- DATASET ENTRIES
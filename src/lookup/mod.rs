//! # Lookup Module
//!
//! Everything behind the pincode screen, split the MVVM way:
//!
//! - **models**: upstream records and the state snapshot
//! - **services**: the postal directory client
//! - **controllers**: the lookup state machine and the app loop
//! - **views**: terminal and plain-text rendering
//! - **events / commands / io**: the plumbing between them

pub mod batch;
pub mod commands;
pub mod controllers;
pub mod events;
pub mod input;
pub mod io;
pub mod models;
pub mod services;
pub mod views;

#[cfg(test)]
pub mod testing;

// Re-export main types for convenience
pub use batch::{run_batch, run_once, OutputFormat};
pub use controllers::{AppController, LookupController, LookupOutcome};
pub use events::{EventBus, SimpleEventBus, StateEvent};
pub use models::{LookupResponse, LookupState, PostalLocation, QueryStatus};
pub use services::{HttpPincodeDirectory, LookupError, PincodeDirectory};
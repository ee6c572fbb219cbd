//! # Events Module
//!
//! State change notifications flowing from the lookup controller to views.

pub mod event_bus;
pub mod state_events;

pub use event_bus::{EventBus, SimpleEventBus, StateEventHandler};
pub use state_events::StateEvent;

--

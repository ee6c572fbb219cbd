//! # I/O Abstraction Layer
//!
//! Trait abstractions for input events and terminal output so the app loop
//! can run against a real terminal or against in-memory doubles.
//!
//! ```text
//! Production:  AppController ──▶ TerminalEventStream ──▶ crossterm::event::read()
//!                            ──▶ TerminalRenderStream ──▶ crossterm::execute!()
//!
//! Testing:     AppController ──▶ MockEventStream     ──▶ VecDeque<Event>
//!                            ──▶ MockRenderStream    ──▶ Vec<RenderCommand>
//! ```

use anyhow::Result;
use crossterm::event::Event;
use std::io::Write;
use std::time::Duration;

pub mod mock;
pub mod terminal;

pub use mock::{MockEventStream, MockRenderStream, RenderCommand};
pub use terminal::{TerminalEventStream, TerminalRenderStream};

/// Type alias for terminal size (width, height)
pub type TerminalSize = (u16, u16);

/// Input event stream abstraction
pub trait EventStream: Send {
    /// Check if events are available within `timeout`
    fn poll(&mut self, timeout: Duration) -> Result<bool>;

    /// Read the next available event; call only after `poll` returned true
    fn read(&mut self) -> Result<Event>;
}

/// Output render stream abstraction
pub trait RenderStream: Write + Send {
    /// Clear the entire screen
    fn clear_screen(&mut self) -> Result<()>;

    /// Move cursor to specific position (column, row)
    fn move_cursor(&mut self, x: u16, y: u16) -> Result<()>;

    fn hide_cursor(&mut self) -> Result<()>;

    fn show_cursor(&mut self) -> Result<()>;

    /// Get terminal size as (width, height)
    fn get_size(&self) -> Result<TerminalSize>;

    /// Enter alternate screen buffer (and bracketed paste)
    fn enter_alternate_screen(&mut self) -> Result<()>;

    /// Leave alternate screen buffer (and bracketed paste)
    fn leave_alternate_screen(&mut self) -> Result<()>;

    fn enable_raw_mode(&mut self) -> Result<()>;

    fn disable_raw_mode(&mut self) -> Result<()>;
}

* * *

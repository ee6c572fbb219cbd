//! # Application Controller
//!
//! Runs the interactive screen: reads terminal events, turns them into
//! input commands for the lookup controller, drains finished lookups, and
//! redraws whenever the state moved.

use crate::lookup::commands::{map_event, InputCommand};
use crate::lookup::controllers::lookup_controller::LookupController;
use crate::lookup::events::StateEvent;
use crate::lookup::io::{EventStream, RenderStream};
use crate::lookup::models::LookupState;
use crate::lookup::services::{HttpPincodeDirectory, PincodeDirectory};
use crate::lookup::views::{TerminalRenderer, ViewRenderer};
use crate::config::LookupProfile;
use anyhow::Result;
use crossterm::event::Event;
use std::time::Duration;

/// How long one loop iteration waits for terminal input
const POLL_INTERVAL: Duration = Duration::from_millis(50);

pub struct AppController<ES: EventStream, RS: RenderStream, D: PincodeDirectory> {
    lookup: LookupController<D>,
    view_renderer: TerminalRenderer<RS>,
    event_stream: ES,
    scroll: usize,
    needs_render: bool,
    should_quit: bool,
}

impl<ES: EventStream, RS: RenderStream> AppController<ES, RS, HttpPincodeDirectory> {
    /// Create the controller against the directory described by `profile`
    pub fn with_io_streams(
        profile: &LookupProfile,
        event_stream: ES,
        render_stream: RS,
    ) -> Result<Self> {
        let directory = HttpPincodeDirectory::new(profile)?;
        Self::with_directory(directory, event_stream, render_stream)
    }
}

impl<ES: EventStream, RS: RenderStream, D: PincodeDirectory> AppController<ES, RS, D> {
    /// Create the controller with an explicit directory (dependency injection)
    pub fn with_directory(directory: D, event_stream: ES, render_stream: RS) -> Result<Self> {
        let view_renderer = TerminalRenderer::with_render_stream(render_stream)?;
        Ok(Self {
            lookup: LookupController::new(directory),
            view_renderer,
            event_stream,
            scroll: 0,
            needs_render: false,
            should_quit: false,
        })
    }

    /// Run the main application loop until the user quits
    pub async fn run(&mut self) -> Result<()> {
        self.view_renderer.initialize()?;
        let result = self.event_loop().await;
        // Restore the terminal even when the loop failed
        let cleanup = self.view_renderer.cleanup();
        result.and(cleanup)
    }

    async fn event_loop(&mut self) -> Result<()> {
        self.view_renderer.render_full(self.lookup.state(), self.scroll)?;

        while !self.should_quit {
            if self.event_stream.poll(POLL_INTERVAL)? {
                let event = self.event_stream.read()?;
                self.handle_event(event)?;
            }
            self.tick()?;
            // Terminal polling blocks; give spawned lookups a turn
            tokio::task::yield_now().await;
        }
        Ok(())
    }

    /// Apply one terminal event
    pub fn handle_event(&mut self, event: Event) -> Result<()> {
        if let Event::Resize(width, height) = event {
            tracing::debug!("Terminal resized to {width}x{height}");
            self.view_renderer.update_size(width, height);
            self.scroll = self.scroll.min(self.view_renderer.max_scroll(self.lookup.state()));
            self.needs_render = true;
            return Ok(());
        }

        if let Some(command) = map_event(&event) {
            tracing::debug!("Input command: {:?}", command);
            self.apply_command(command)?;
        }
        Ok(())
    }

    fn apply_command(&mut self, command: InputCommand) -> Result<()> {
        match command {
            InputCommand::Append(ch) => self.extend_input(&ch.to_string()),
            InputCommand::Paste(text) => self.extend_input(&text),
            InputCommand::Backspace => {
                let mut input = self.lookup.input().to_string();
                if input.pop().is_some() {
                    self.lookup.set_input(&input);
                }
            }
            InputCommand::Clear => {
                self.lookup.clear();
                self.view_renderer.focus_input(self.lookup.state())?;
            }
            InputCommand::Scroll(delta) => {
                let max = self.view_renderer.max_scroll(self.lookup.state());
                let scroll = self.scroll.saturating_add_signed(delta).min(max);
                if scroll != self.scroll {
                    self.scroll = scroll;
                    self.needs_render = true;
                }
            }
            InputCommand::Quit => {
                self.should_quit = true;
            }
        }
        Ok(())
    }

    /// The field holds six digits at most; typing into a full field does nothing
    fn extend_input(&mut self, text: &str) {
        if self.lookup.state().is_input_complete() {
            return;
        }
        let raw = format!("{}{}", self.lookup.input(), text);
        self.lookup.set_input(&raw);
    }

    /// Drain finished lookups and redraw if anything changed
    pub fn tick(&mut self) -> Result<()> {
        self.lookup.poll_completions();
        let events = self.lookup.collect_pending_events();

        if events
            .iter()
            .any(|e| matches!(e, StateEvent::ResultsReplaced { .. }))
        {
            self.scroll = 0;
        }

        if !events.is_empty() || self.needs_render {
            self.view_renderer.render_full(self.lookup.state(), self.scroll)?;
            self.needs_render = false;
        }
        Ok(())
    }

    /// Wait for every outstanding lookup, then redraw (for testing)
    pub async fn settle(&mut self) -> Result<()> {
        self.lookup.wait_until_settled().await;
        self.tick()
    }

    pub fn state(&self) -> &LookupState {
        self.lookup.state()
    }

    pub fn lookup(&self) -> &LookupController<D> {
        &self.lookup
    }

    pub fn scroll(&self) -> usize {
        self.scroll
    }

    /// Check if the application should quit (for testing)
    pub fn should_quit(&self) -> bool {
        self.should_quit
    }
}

- PROBLEM
Your response should contain each line of the listing in which the word "TerminalRenderer" occurs.

- SOLUTION FOR THIS TASK
use crate::lookup::views::{TerminalRenderer, ViewRenderer};
    view_renderer: TerminalRenderer<RS>,
        let view_renderer = TerminalRenderer::with_render_stream(render_stream)?;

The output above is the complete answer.